2-8 Biological Characteristics
The biological characteristics of wastewater are of fundamental importance in the control of diseases caused by pathogenic organisms of human origin, and because of the extensive and fundamental role played by bacteria and other microorganisms in the decomposition and stabilization of organic matter, both in nature and in wastewater treatment plants.
Microorganisms Found in Surface Waters and Wastewater
Organisms found in surface water and wastewater include bacteria, fungi, algae, protozoa, plants and animals, and viruses. Bacteria, fungi, algae, protozoa, and viruses can only be observed microscopically. The general classification of these organisms and a general description of the organisms found in wastewater are considered in the following discussion. The growth and metabolic and environmental requirements of microorganisms are considered in detail in latter chapters. Living single-cell microorganisms that can only be seen with a microscope are responsible for the activity in biological wastewater treatment. The basic functional and structural unit of all living matter is the cell. Living organisms are divided into either prokaryote or eukaryote cells as a function of their genetic information and cell complexity. The prokaryotes have the simplest cell structure and include bacteria, blue green algae (cyanobacter), and archaea. The archaea are separated from bacteria due to their DNA composition and unique cellular chemistry, such as differences in the cell wall and ribosome structure. Many archaea are bacteria that can grow under extreme conditions of temperature and salinity, and also include methanogenic methane-producing bacteria, important in anaerobic treatment processes.
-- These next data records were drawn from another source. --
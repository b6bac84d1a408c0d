//! TALLY Guard - Numeric Consistency Validator
//!
//! Every figure in a generated answer must be traceable to the verified
//! context it was generated from. The validator scans the answer with the
//! shared tokenizer in [`tally_core::numeric`] and checks each token against
//! the context's literal set, so "traceable" means exactly "written in one of
//! the context displays".

use std::collections::BTreeSet;
use tally_core::numeric;
use tally_core::{BusinessContext, ValidationOutcome};
use tracing::{debug, warn};

/// Checks generated text against a [`BusinessContext`].
#[derive(Debug, Clone, Copy, Default)]
pub struct NumericValidator;

impl NumericValidator {
    pub fn new() -> Self {
        Self
    }

    /// Validate `text` against the literal set of `context`.
    ///
    /// Text without any numbers is accepted.
    pub fn validate(&self, text: &str, context: &BusinessContext) -> ValidationOutcome {
        let outcome = self.validate_against(text, context.literals());
        if outcome.is_rejected() {
            warn!(
                scope = %context.key(),
                rejected = ?outcome.rejected_tokens,
                "Generated text contains figures not present in the verified context"
            );
        }
        outcome
    }

    /// Validate `text` against an explicit set of normalized literals.
    pub fn validate_against(&self, text: &str, reference: &BTreeSet<String>) -> ValidationOutcome {
        let tokens = numeric::scan(text);
        if tokens.is_empty() {
            return ValidationOutcome::accept();
        }

        let rejected: BTreeSet<String> = tokens
            .into_iter()
            .filter(|token| !numeric::is_referenced(&token.normalized, reference))
            .map(|token| token.normalized)
            .collect();

        debug!(rejected = rejected.len(), "Numeric validation complete");
        ValidationOutcome::from_rejections(rejected)
    }
}


#[cfg(test)]
mod prop_tests {
    use super::*;
    use chrono::Utc;
    use proptest::prelude::*;
    use std::collections::BTreeMap;
    use tally_core::{metric, Category, ContextEntry, Role, ScopeKey};

    fn money(cents: u64) -> String {
        let whole = (cents / 100).to_string();
        let mut grouped = String::new();
        for (i, ch) in whole.chars().enumerate() {
            if i > 0 && (whole.len() - i) % 3 == 0 {
                grouped.push(',');
            }
            grouped.push(ch);
        }
        format!("${}.{:02}", grouped, cents % 100)
    }

    fn context_for(revenue_cents: u64, orders: u64) -> BusinessContext {
        BusinessContext::new(
            ScopeKey::new(Role::State("CA".into()), Category::Analytics),
            vec![
                ContextEntry::new(metric::TOTAL_REVENUE, "Total revenue", money(revenue_cents)),
                ContextEntry::new(metric::TOTAL_ORDERS, "Total orders", orders.to_string()),
            ],
            BTreeMap::new(),
            Utc::now(),
        )
    }

    proptest! {
        #![proptest_config(ProptestConfig::with_cases(100))]

        #[test]
        fn prop_displays_always_validate(revenue in 0u64..10_000_000_000_000, orders in 0u64..100_000_000) {
            let ctx = context_for(revenue, orders);
            let text = format!("Revenue was {} over {} orders.", money(revenue), orders);
            prop_assert!(NumericValidator::new().validate(&text, &ctx).accepted);
        }

        #[test]
        fn prop_unknown_integer_rejected(orders in 0u64..1_000_000, other in 0u64..1_000_000) {
            // Zero would match the "$0.00" revenue line.
            prop_assume!(orders != other && other != 0);
            let ctx = context_for(0, orders);
            let text = format!("There were {} orders.", other);
            let outcome = NumericValidator::new().validate(&text, &ctx);
            prop_assert!(outcome.is_rejected());
            prop_assert!(outcome.rejected_tokens.contains(&other.to_string()));
        }

        #[test]
        fn prop_words_only_accepted(text in "[a-zA-Z ,!?]{0,200}") {
            let ctx = context_for(1, 1);
            prop_assert!(NumericValidator::new().validate(&text, &ctx).accepted);
        }
    }
}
In contrast to the prokaryotes, the eukaryotes are much more complex and contain plants and animals and single-celled organisms of importance in wastewater treatment including protozoa, fungi, and green algae.
The prokaryote organisms are generally much smaller compared to eukaryote organisms. The absence of a nuclear membrane to contain the cell DNA is also a distinguishing feature of the prokaryota organisms. The eukaryoric organisms have much more complex internal structures. These include the endoplasmic reticulum, which is a distinct organaelle that contains the sites of ribosomes with internal membranes. The golgi bodies are also distinct membrane structures and contain sites for the secretion of enzymes and other macromolecules. The mitochondrion is a complex internal membrane structure where respiration occurs for eukaryotic cells, and is lacking in prokaryotic ceils. While the prokaryotes can have photosynthetic pigments, they do not contain chloroplasts, which are used in photosynthesis by green algae.
Viruses are obligate intracellular parasites that require the machinery of a host cell to support their growth. Although viruses contain the genetic information (either DNA or RNA) needed to replicate themselves, they are unable to reproduce outside of a host cell. Viruses are composed of a nucleic acid core (RNA or DNA) surrounded by an outer coat of protein and glycoprotein. Viruses are classified separately according to the host infected. Bacteriophage, as the name implies, are viruses that infect bacteria.